David Keep: Underwater Photography. September 2nd 2020

This evening we joined Dumfries Photographic Society for an inspiring talk given by David Keep via Zoom. David is an award-winning photographer based in Chesterfield. His talk, titled “Underwater Photography 2 – from Manatees to Crocodiles”, covered underwater adventures he undertook in 2019. His subjects included Manatees, Whale Sharks, Hammerhead Sharks, Atlantic Grey Seals, Saltwater Crocodiles and Gannets.

David has been a keen diver all his life. On retirement, five years ago, he took up photography and has since combined these two hobbies. It has taken him some time to become proficient at underwater photography and this is not surprising given the difficulties associated with this and the specialist equipment needed. To say, however, that his photographs are superb is an understatement. He has won numerous awards but probably his highest achievement was a gold medal and a best in exhibition in the FIAP World Cup in November 2019 for an image of diving gannets. As well as taking still images David also takes videos underwater and these show the viewer exactly what is involved in achieving his photographs.

Of particular interest were the measures David took to photograph sharks and crocodiles. Extensive research was necessary to make arrangements to photograph these species. In the case of sharks, he used a company that specialises in taking tourists to dive with, and to photograph, them off the coast of the Northern Bahamas where they congregate in a relatively shallow area of water. The larger sharks, including Tiger Sharks and Hammerhead Sharks, are fed by hand by an employee while customers take photographs.  The video showed just how close the sharks came and one even touched David as it swam past. Despite the dangers David described sharks as his favourite creature saying “they are so photogenic”.


Photographing Seawater Crocodiles was an even riskier undertaking. David said that since watching Tarzan on television as a boy he had been fascinated by crocodiles. Again, he undertook extensive research and discovered that the best chance to photograph them was in the shallow water of the mangrove swamps off the coast of Cuba. It takes considerable nerve to enter the water when a crocodile is present and even David admitted to being nervous but his guide would only allow him to enter the water when a suitably sized crocodile had been found, one not too small and especially one not too large. They can grow up to five metres in length. Apart from the danger involved, photographing the crocodile was tricky. The light had to be right, not too sunny, the water not too shallow and he had to be careful not to stir up the muddy seabed as this would cloud the water. Despite the difficulties David succeeded in taking some magnificent shots. The shoot however was not without a moment of danger when David had what he described as “a far too close encounter with a crocodile” when returning to the boat. Unsurprisingly, David admits that he has no desire to get back in to the water with a crocodile again.

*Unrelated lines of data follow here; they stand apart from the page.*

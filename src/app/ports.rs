//! Port traits: the hexagonal boundary between domain logic and the outside world.
//!
//! ```text
//!   Adapter ──▶ Port trait ──▶ ControlService (domain)
//! ```
//!
//! Driven adapters (storage, clocks, output channels) implement these
//! traits.  The [`ControlService`](super::service::ControlService) consumes
//! them via generics, so the domain core never touches hardware directly.
//! The outbound publish port lives with the link layer in
//! [`crate::link::transport`].
//!
//! ## Security notes
//!
//! - **ConfigPort** implementations MUST validate before persisting.
//! - **StoragePort** holds the PIN; implementations SHOULD use the
//!   encrypted NVS partition on target.

use crate::config::SystemConfig;
use crate::telemetry::TelemetryEvent;

use super::events::{DisplayCommand, LedCommand};

// ───────────────────────────────────────────────────────────────
// Control sink (driven adapter: domain → output channels)
// ───────────────────────────────────────────────────────────────

/// Where the control task sends everything it produces.
///
/// The production adapter pushes onto the LED, display and telemetry
/// channels; tests record the calls.
pub trait ControlSink {
    fn led(&mut self, command: LedCommand);
    fn display(&mut self, command: DisplayCommand);
    fn telemetry(&mut self, event: TelemetryEvent);
}

// ───────────────────────────────────────────────────────────────
// Time port
// ───────────────────────────────────────────────────────────────

/// Monotonic milliseconds since boot.  Wraps at `u32::MAX` (~49.7 days);
/// compare with `wrapping_sub`.
pub type Tick = u32;

/// Clock queries used by the domain and the telemetry publisher.
pub trait TimePort {
    /// Monotonic tick in milliseconds.
    fn now_ms(&self) -> Tick;

    /// Wall clock in Unix seconds for telemetry timestamps.  Falls back to
    /// uptime seconds when the clock has not been synchronised.
    fn unix_secs(&self) -> u32;
}

impl<T: TimePort + ?Sized> TimePort for &T {
    fn now_ms(&self) -> Tick {
        (**self).now_ms()
    }

    fn unix_secs(&self) -> u32 {
        (**self).unix_secs()
    }
}

// ───────────────────────────────────────────────────────────────
// Configuration port (driven adapter: domain ↔ persistent config)
// ───────────────────────────────────────────────────────────────

/// Loads and persists system configuration.
///
/// Implementations MUST validate config values before persisting.
/// Invalid ranges are rejected with [`ConfigError::ValidationFailed`],
/// not silently clamped.
pub trait ConfigPort {
    /// Load configuration from persistent storage.
    /// Returns [`SystemConfig::default()`] if no stored config exists.
    fn load(&self) -> Result<SystemConfig, ConfigError>;

    /// Validate and persist configuration.
    fn save(&self, config: &SystemConfig) -> Result<(), ConfigError>;
}

// ───────────────────────────────────────────────────────────────
// Storage port (driven adapter: domain ↔ NVS / flash)
// ───────────────────────────────────────────────────────────────

/// Persistent key-value storage.
///
/// - Keys are namespaced to prevent collisions between subsystems.
/// - Write operations MUST be atomic, with no partial writes on power loss.
pub trait StoragePort {
    /// Read a value.  Returns the number of bytes written to `buf`.
    fn read(&self, namespace: &str, key: &str, buf: &mut [u8]) -> Result<usize, StorageError>;

    /// Write a value atomically.
    fn write(&mut self, namespace: &str, key: &str, data: &[u8]) -> Result<(), StorageError>;

    /// Delete a key.  Returns `Ok(())` even if the key didn't exist.
    fn delete(&mut self, namespace: &str, key: &str) -> Result<(), StorageError>;

    /// Check whether a key exists without reading it.
    fn exists(&self, namespace: &str, key: &str) -> bool;
}

// ───────────────────────────────────────────────────────────────
// Error types
// ───────────────────────────────────────────────────────────────

/// Errors from [`ConfigPort`] operations.
#[derive(Debug, Clone, Copy, PartialEq, Eq)]
pub enum ConfigError {
    /// No config found in storage (first boot).
    NotFound,
    /// Stored config failed deserialization.
    Corrupted,
    /// A config field failed range validation.
    ValidationFailed(&'static str),
    /// Generic I/O error from the storage backend.
    IoError,
}

/// Errors from [`StoragePort`] operations.
#[derive(Debug, Clone, Copy, PartialEq, Eq)]
pub enum StorageError {
    /// Requested key does not exist.
    NotFound,
    /// Storage partition is full.
    Full,
    /// Generic I/O error.
    IoError,
}

impl core::fmt::Display for ConfigError {
    fn fmt(&self, f: &mut core::fmt::Formatter<'_>) -> core::fmt::Result {
        match self {
            Self::NotFound => write!(f, "config not found"),
            Self::Corrupted => write!(f, "config corrupted"),
            Self::ValidationFailed(msg) => write!(f, "validation failed: {}", msg),
            Self::IoError => write!(f, "I/O error"),
        }
    }
}

impl core::fmt::Display for StorageError {
    fn fmt(&self, f: &mut core::fmt::Formatter<'_>) -> core::fmt::Result {
        match self {
            Self::NotFound => write!(f, "key not found"),
            Self::Full => write!(f, "storage full"),
            Self::IoError => write!(f, "I/O error"),
        }
    }
}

David’s other subjects were of a much less threatening nature. He described the Manatees he photographed in Florida as “very friendly creatures” and the Atlantic Grey Seals he found around the Farne Islands as “super cute and inquisitive”.  To photograph the seals David had to wait on the seabed until the seals approached but, once they arrived, he was able to have a close interaction with them.

Finally, David showed his images of diving gannets taken off the coast of Shetland. These are his own personal favourites for which he has won numerous awards. Before entering the water, David’s fear was that one of the gannets might hit him as they dive at speeds in excess 60 mph and could do considerable damage. But the birds are so skilled not one touched him. David said this was one of the most exhilarating experiences of his life.


This was a fascinating evening of captivating photography and David is to be admired for his skill, courage and patience in achieving the unique images on show.